- **Requirement**
Your answer should be only the lines below from the one with "how to patch." to the one with "pub struct GameInstall", repeated exactly, ends included.

- **Data provided**
● ● ● ● ● ● ●
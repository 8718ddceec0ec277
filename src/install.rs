//! Game installation layout detection.
//!
//! The live sprite directory is derived from the selected episode
//! executable: `<exeDir>/<exeBaseName>_Data/StreamingAssets/CGAlt/sprite`.

use std::path::{Path, PathBuf};

use thiserror::Error;

/// Episode executables this tool knows how to patch.
pub const SUPPORTED_EXECUTABLES: &[&str] =
    &["HigurashiEp01.exe", "HigurashiEp02.exe", "HigurashiEp03.exe"];

/// Error type for installation detection.
#[derive(Debug, Clone, PartialEq, Eq, Error)]
#[non_exhaustive]
pub enum InstallError {
    /// The selected file is not one of the supported episode executables.
    #[error("'{0}' is not a supported episode executable (expected HigurashiEp01-03.exe)")]
    UnsupportedExecutable(String),
    /// The path does not name a file at all.
    #[error("executable path has no file name: {0}")]
    InvalidPath(PathBuf),
}

/// A selected game installation: the episode executable and its live sprite
/// directory.
#[derive(Debug, Clone, PartialEq, Eq)]
pub struct GameInstall {
    pub exe_path: PathBuf,
    pub sprite_dir: PathBuf,
}

impl GameInstall {
    /// Derive the live sprite directory from an episode executable path.
    pub fn from_exe(exe_path: &Path) -> Result<Self, InstallError> {
        let file_name = exe_path
            .file_name()
            .and_then(|name| name.to_str())
            .ok_or_else(|| InstallError::InvalidPath(exe_path.to_path_buf()))?;
        if !SUPPORTED_EXECUTABLES.contains(&file_name) {
            return Err(InstallError::UnsupportedExecutable(file_name.to_string()));
        }

        let stem = file_name.trim_end_matches(".exe");
        let exe_dir = exe_path.parent().unwrap_or_else(|| Path::new("."));
        let sprite_dir = exe_dir
            .join(format!("{}_Data", stem))
            .join("StreamingAssets")
            .join("CGAlt")
            .join("sprite");

        Ok(Self { exe_path: exe_path.to_path_buf(), sprite_dir })
    }
}
//! Character browsing and selection commands

use std::path::Path;
use std::process::ExitCode;

use crate::catalog::CharacterCatalog;
use crate::config;
use crate::menu::{options_for, MenuEffect, MenuInput, SelectionFlow};

use super::{EXIT_ERROR, EXIT_INVALID_ARGS, EXIT_SUCCESS};

/// Execute the characters command
pub fn run_characters() -> ExitCode {
    let characters = CharacterCatalog::builtin();
    for folder in characters.folders() {
        let count = characters.outfits(folder).len();
        println!("{} ({} outfit{})", folder, count, if count == 1 { "" } else { "s" });
    }
    ExitCode::from(EXIT_SUCCESS)
}

/// Execute the options command
pub fn run_options(character: &str) -> ExitCode {
    let characters = CharacterCatalog::builtin();
    if !characters.contains(character) {
        eprintln!("Error: Unknown character '{}'", character);
        return ExitCode::from(EXIT_INVALID_ARGS);
    }
    for option in options_for(&characters, character) {
        println!("{}", option);
    }
    ExitCode::from(EXIT_SUCCESS)
}

/// Execute the set command
///
/// Drives the selection flow through character and option to its commit,
/// then persists the full selection map.
pub fn run_set(config_path: Option<&Path>, character: &str, option: &str) -> ExitCode {
    let characters = CharacterCatalog::builtin();
    let mut flow = SelectionFlow::new(&characters);

    if let Err(e) = flow.handle(MenuInput::Open) {
        eprintln!("Error: {}", e);
        return ExitCode::from(EXIT_ERROR);
    }
    if let Err(e) = flow.handle(MenuInput::ChooseCharacter(character.to_string())) {
        eprintln!("Error: {}", e);
        return ExitCode::from(EXIT_INVALID_ARGS);
    }
    let MenuEffect::Commit { folder, selection } =
        match flow.handle(MenuInput::ChooseOption(option.to_string())) {
            Ok(Some(effect)) => effect,
            Ok(None) => {
                eprintln!("Error: selection flow did not commit");
                return ExitCode::from(EXIT_ERROR);
            }
            Err(e) => {
                eprintln!("Error: {}", e);
                return ExitCode::from(EXIT_INVALID_ARGS);
            }
        };

    let mut cfg = match config::load_config(config_path) {
        Ok(cfg) => cfg,
        Err(e) => {
            eprintln!("Error: {}", e);
            return ExitCode::from(EXIT_ERROR);
        }
    };
    let mut store = cfg.selection_store();
    store.set(folder.clone(), selection.clone());
    cfg.record_selections(&store);

    let write_path = config::config_write_path(config_path);
    if let Err(e) = config::save_config(&write_path, &cfg) {
        eprintln!("Error: Failed to save '{}': {}", write_path.display(), e);
        return ExitCode::from(EXIT_ERROR);
    }

    println!("{} -> {}", folder, selection);
    ExitCode::from(EXIT_SUCCESS)
}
● ● ● ● ● ● ●
- **Answer section**
/// Episode executables this tool knows how to patch.
pub const SUPPORTED_EXECUTABLES: &[&str] =
    &["HigurashiEp01.exe", "HigurashiEp02.exe", "HigurashiEp03.exe"];

/// Error type for installation detection.
#[derive(Debug, Clone, PartialEq, Eq, Error)]
#[non_exhaustive]
pub enum InstallError {
    /// The selected file is not one of the supported episode executables.
    #[error("'{0}' is not a supported episode executable (expected HigurashiEp01-03.exe)")]
    UnsupportedExecutable(String),
    /// The path does not name a file at all.
    #[error("executable path has no file name: {0}")]
    InvalidPath(PathBuf),
}

/// A selected game installation: the episode executable and its live sprite
/// directory.
#[derive(Debug, Clone, PartialEq, Eq)]
pub struct GameInstall {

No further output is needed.